Je trouve ça stupéfiant de voir comme l'homme a évolué et est passé du stade animal dominé par ses instincts, à celui d'humain ayant les capacités de se maîtriser et de dominer son environnement. Le simple fait qu'on soit passé au stade du langage est quelque chose de fascinant.

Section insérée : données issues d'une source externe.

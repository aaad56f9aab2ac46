//! Initialize and shutdown handlers.

use std::sync::Arc;

use tower_lsp::jsonrpc::{Error, Result};
use tower_lsp::lsp_types::*;
use tracing::{error, info};

use crate::handler::initial_workspaces;
use crate::services::Services;
use crate::state::BackendState;

/// Handles the `initialize` LSP request.
///
/// Records the workspace folders and, unless services were injected up
/// front, builds them from the base settings merged with the client's
/// `initializationOptions`.
pub async fn handle_initialize(
    state: &BackendState,
    params: InitializeParams,
) -> Result<InitializeResult> {
    info!("Vigil LSP server initializing...");

    let workspaces = initial_workspaces(&params);
    info!("Workspace folders: {:?}", workspaces);
    *state.workspaces.write() = workspaces;

    if state.services.get().is_none() {
        let mut settings = state.base_settings.clone();
        if let Some(options) = &params.initialization_options {
            settings.merge_json(options);
        }

        let services = Services::from_settings(settings).map_err(|e| {
            error!("Failed to create remote clients: {}", e);
            Error::internal_error()
        })?;
        // A concurrent initialize losing the race keeps the first services.
        let _ = state.services.set(Arc::new(services));
    }

    Ok(InitializeResult {
        capabilities: ServerCapabilities {
            text_document_sync: Some(TextDocumentSyncCapability::Options(
                TextDocumentSyncOptions {
                    open_close: Some(true),
                    change: Some(TextDocumentSyncKind::FULL),
                    ..Default::default()
                },
            )),
            code_action_provider: Some(CodeActionProviderCapability::Options(CodeActionOptions {
                code_action_kinds: Some(vec![CodeActionKind::QUICKFIX]),
                resolve_provider: Some(false),
                work_done_progress_options: Default::default(),
            })),
            workspace: Some(WorkspaceServerCapabilities {
                workspace_folders: Some(WorkspaceFoldersServerCapabilities {
                    supported: Some(true),
                    change_notifications: Some(OneOf::Left(true)),
                }),
                file_operations: None,
            }),
            ..Default::default()
        },
        server_info: Some(ServerInfo {
            name: "vigil-lsp".to_string(),
            version: Some(env!("CARGO_PKG_VERSION").to_string()),
        }),
    })
}

/// Dynamic registration for `vigil.yml` change notifications.
pub fn watched_files_registration() -> Registration {
    let options = DidChangeWatchedFilesRegistrationOptions {
        watchers: vec![FileSystemWatcher {
            glob_pattern: GlobPattern::String(format!("**/{}", vigil_config::CONFIG_FILE)),
            kind: None,
        }],
    };

    Registration {
        id: "vigil-config-watcher".to_string(),
        method: "workspace/didChangeWatchedFiles".to_string(),
        register_options: serde_json::to_value(options).ok(),
    }
}

/// Handles the `shutdown` LSP request.
pub async fn handle_shutdown() -> Result<()> {
    info!("Vigil LSP server shutting down...");
    Ok(())
}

Pourtant malgré nos millions d'années d'évolution, l'humain n'est pas encore assez sage, puisqu'il est arrivé à un stade où il détruit son environnement. Il est passé de la phase domination à celle d'exploitation à outrance sans tenir compte des conséquences à venir. Ce n'est pas la première fois, cela dit, sauf que cette fois, c'est à l'échelle planétaire.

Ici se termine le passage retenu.